Essential thrombocythemia beyond the first decade: life expectancy, long-term complication rates, and prognostic factors.

OBJECTIVE

To describe the long-term natural history of essential thrombocythemia (ET) in terms of life expectancy, risk of disease transformation Into a more aggressive myeloid disorder, and prognostic factors for both survival and disease complications.

METHODS

The study population consisted of a consecutive cohort of patients seen at the Mayo Clinic In Rochester, Minn, in whom a diagnosis of ET was established before 1992, thus allowing a minimum of 10 years of potential follow-up. The conventional criteria-based diagnosis was confirmed by bone marrow biopsy in all Instances.

RESULTS

A total of 322 patients were studied (median age, 54 years; median follow-up, 13.6 years). With a median survival time of 18.9 years, survival in the first decade of disease was similar to that of the control population (risk ratio, 0.72; 95% confidence interval, 0.50-0.99) but became significantly worse thereafter (risk ratio, 2.21; 95% confidence Interval, 1.74-2.76). Multivariable analysis identified age at diagnosis of 60 years or older, leukocytosis, tobacco use, and diabetes mellitus as Independent predictors of poor survival.
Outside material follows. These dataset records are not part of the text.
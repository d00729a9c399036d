// Copyright (c) 2024 Harry [Majored] [hello@majored.pw]
// MIT License (https://github.com/Majored/rs-async-zip/blob/main/LICENSE)

use crate::error::ZipError;
use crate::{EncryptionKind, GeneralPurposeFlags};

#[test]
fn classify_encryption() {
    assert_eq!(EncryptionKind::classify(GeneralPurposeFlags(0x0808)).unwrap(), EncryptionKind::None);
    assert_eq!(EncryptionKind::classify(GeneralPurposeFlags(0x0001)).unwrap(), EncryptionKind::Weak);
    assert_eq!(EncryptionKind::classify(GeneralPurposeFlags(0x0041)).unwrap(), EncryptionKind::Strong);

    assert!(!EncryptionKind::None.is_encrypted());
    assert!(EncryptionKind::Weak.is_encrypted());
}

#[test]
fn strong_bit_alone_is_malformed() {
    assert!(matches!(EncryptionKind::classify(GeneralPurposeFlags(0x0040)), Err(ZipError::Malformed(_))));
}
A 2-variable model based on an age cutoff of 60 years and leukocyte count of 15 x 10(9)/L resulted in 3 risk groups with significant difference in survival. In addition, age at diagnosis of 60 years or older, leukocytosis, and history of thrombosis were independent predictors of major thrombotic events. The risk of leukemic or any myeloid disease transformation was low in the first 10 years (1.4% and 9.1%, respectively) but increased substantially in the second (8.1% and 28.3%, respectively) and third (24.0% and 58.5%, respectively) decades of the disease.

CONCLUSIONS

Life expectancy in patients with ET is significantly worse than that of the control population. Leukocytosis is identified as a novel independent risk factor for both inferior survival and thrombotic events.